Hey Toby, can't wait to see you at Blogher. This post is outstanding - and one I'm going to send to some local folks who are still a bit confused about blogging. I like the way you tapped into corporate folks who blog - we (you, me, Debbie Weil, etc) know why WE blog and why THEY should blog, but my beliefs are definitely tainted with... well, my beliefs.

This post reveals reasons to blog that non-bloggers can more readily relate to. I especially like Rick Short's answer.

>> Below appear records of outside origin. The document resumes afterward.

//! Send, accept and reject handling for user messages.
//!
//! A sent message lives in up to three views at once: the optimistic
//! `pending_messages` entry written on send, the `queued_messages` entry the
//! server confirmed on `accepted`, and the visible entry in `messages`. Every
//! transition below keeps those views consistent.

use std::str::FromStr;

use parley_protocol::{
    Attachment, MessageId, MessageState, MessageUuid, Order, OutboundMessage, WireQueuedMessage,
    WireUserMessage,
};

use crate::domain::effect::Effect;
use crate::domain::message::{ChatMessage, MessagePayload};
use crate::domain::ordering;
use crate::domain::state::SessionState;

#[derive(Debug, Clone, PartialEq, Eq)]
pub struct QueuedMessage {
    pub id: MessageId,
    pub text: String,
    pub attachments: Vec<Attachment>,
    pub order: Option<Order>,
    pub queued_at: u64,
}

impl From<WireQueuedMessage> for QueuedMessage {
    fn from(wire: WireQueuedMessage) -> Self {
        Self {
            id: wire.id,
            text: wire.text,
            attachments: wire.attachments,
            order: wire.order,
            queued_at: wire.queued_at,
        }
    }
}

/// What the user typed, kept until the server confirms the send.
#[derive(Debug, Clone, PartialEq, Eq)]
pub struct PendingMessageContent {
    pub text: String,
    pub attachments: Vec<Attachment>,
    pub created_at: u64,
}

/// Draft to restore into the input box after the server refused a send.
#[derive(Debug, Clone, PartialEq, Eq)]
pub struct RejectedMessageInfo {
    pub message_id: MessageId,
    pub text: String,
    pub attachments: Vec<Attachment>,
    pub error: Option<String>,
}

#[derive(Debug, Clone, PartialEq, Eq)]
pub enum Transition {
    Known(MessageState),
    /// A state this client predates; logged and ignored.
    Unrecognized(String),
}

impl Transition {
    pub fn parse(raw: &str) -> Self {
        match MessageState::from_str(raw) {
            Ok(state) => Transition::Known(state),
            Err(_) => Transition::Unrecognized(raw.to_string()),
        }
    }
}

struct AcceptedContent {
    text: String,
    attachments: Vec<Attachment>,
    order: Option<Order>,
    uuid: Option<MessageUuid>,
    timestamp: u64,
}

/// Record an optimistic send and produce the message to put on the wire.
pub fn record_send(
    state: &mut SessionState,
    message_id: MessageId,
    text: String,
    attachments: Vec<Attachment>,
    timestamp: u64,
) -> Vec<Effect> {
    tracing::debug!(target: "parley.lifecycle", "Sending message {}", message_id);
    state.pending_messages.insert(
        message_id.clone(),
        PendingMessageContent {
            text: text.clone(),
            attachments: attachments.clone(),
            created_at: timestamp,
        },
    );
    vec![Effect::Send(OutboundMessage::UserMessage {
        message_id,
        text,
        attachments,
    })]
}

pub fn apply_transition(
    state: &mut SessionState,
    message_id: MessageId,
    transition: Transition,
    user_message: Option<WireUserMessage>,
    error_message: Option<String>,
) -> Vec<Effect> {
    let message_state = match transition {
        Transition::Known(message_state) => message_state,
        Transition::Unrecognized(raw) => {
            tracing::warn!(
                target: "parley.lifecycle",
                "Unrecognized state {:?} for message {}",
                raw,
                message_id
            );
            return vec![];
        }
    };

    tracing::debug!(
        target: "parley.lifecycle",
        "Message {} -> {}",
        message_id,
        message_state
    );

    match message_state {
        MessageState::Accepted => {
            on_accepted(state, message_id, user_message);
            vec![]
        }
        MessageState::Dispatched | MessageState::Committed | MessageState::Complete => {
            state.queued_messages.shift_remove(&message_id);
            vec![]
        }
        MessageState::Cancelled => {
            state.queued_messages.shift_remove(&message_id);
            state.pending_messages.shift_remove(&message_id);
            ordering::remove(&mut state.messages, &message_id);
            state.message_uuids.remove(&message_id);
            vec![]
        }
        MessageState::Rejected | MessageState::Failed => {
            on_rejected(state, message_id, error_message)
        }
    }
}

fn accepted_content(
    state: &SessionState,
    message_id: &MessageId,
    user_message: Option<WireUserMessage>,
) -> Option<AcceptedContent> {
    if let Some(wire) = user_message {
        return Some(AcceptedContent {
            text: wire.text,
            attachments: wire.attachments,
            order: wire.order,
            uuid: wire.uuid,
            timestamp: wire.timestamp,
        });
    }
    if let Some(pending) = state.pending_messages.get(message_id) {
        return Some(AcceptedContent {
            text: pending.text.clone(),
            attachments: pending.attachments.clone(),
            order: None,
            uuid: None,
            timestamp: pending.created_at,
        });
    }
    let visible = &state.messages[ordering::position_of(&state.messages, message_id)?];
    match &visible.payload {
        MessagePayload::User { text, attachments } => Some(AcceptedContent {
            text: text.clone(),
            attachments: attachments.clone(),
            order: Some(visible.order),
            uuid: None,
            timestamp: visible.timestamp,
        }),
        _ => None,
    }
}

fn on_accepted(
    state: &mut SessionState,
    message_id: MessageId,
    user_message: Option<WireUserMessage>,
) {
    let Some(content) = accepted_content(state, &message_id, user_message) else {
        tracing::warn!(
            target: "parley.lifecycle",
            "Accepted message {} has no content to show",
            message_id
        );
        return;
    };

    // The committed copy may already be visible if a snapshot won the race.
    let order = match ordering::position_of(&state.messages, &message_id) {
        Some(position) => state.messages[position].order,
        None => {
            let order = content
                .order
                .unwrap_or_else(|| ordering::next_order(&state.messages));
            ordering::insert(
                &mut state.messages,
                ChatMessage::user(
                    message_id.clone(),
                    order,
                    content.text.clone(),
                    content.attachments.clone(),
                    content.timestamp,
                ),
            );
            order
        }
    };

    state.queued_messages.insert(
        message_id.clone(),
        QueuedMessage {
            id: message_id.clone(),
            text: content.text,
            attachments: content.attachments,
            order: Some(order),
            queued_at: content.timestamp,
        },
    );
    state.pending_messages.shift_remove(&message_id);

    if !state.message_uuids.contains_key(&message_id) {
        let uuid = state.pending_uuids.pop_front().or(content.uuid);
        if let Some(uuid) = uuid {
            state.message_uuids.insert(message_id, uuid);
        }
    }
}

fn on_rejected(
    state: &mut SessionState,
    message_id: MessageId,
    error_message: Option<String>,
) -> Vec<Effect> {
    let queued = state.queued_messages.shift_remove(&message_id);
    let pending = state.pending_messages.shift_remove(&message_id);
    let visible = ordering::remove(&mut state.messages, &message_id);
    state.message_uuids.remove(&message_id);

    let draft = queued
        .map(|queued| (queued.text, queued.attachments))
        .or_else(|| pending.map(|pending| (pending.text, pending.attachments)))
        .or_else(|| match visible.map(|message| message.payload) {
            Some(MessagePayload::User { text, attachments }) => Some((text, attachments)),
            _ => None,
        });

    let Some((text, attachments)) = draft else {
        tracing::warn!(
            target: "parley.lifecycle",
            "Rejected message {} had no recoverable content",
            message_id
        );
        return vec![];
    };

    tracing::warn!(
        target: "parley.lifecycle",
        "Message {} rejected: {}",
        message_id,
        error_message.as_deref().unwrap_or("no reason given")
    );
    state.last_rejected_message = Some(RejectedMessageInfo {
        message_id: message_id.clone(),
        text,
        attachments,
        error: error_message,
    });
    vec![Effect::DraftRejected { message_id }]
}

/// Bind a server uuid to a message, or park it until one is accepted.
pub fn bind_uuid(state: &mut SessionState, uuid: MessageUuid, message_id: Option<MessageId>) {
    if let Some(message_id) = message_id {
        state.message_uuids.insert(message_id, uuid);
        return;
    }

    let unbound = state
        .queued_messages
        .keys()
        .find(|id| !state.message_uuids.contains_key(*id))
        .cloned();

    match unbound {
        Some(message_id) => {
            state.message_uuids.insert(message_id, uuid);
        }
        None => state.pending_uuids.push_back(uuid),
    }
}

Posted by: Yvonne DiVita on Mar 19, 2007 10:37:50 AM

Once again I get lumped in with some really, really smart people... I don't know how that keeps happening.

Thanks for asking me to participate.

I do believe that much of the common thread here is that you have to know your audience or at least identify who you want to reach and that a personal element does frequently improve the content/ experience for the readers.

Again- thank you.

Posted by: Tim Jackson on Mar 19, 2007 1:40:14 PM

Wow, this is some great info! I think the prevailing arguement is for commentary on industry goings on with a personal flair. I certainly don't want to just throw press releases up there, but rather talk about the cool things we might have going on from my perspective.

Thanks again for all the great feedback!

Posted by: Peter VanRysdam on Mar 19, 2007 10:38:17 PM

Grreat post Toby. Writing you a mail just now :).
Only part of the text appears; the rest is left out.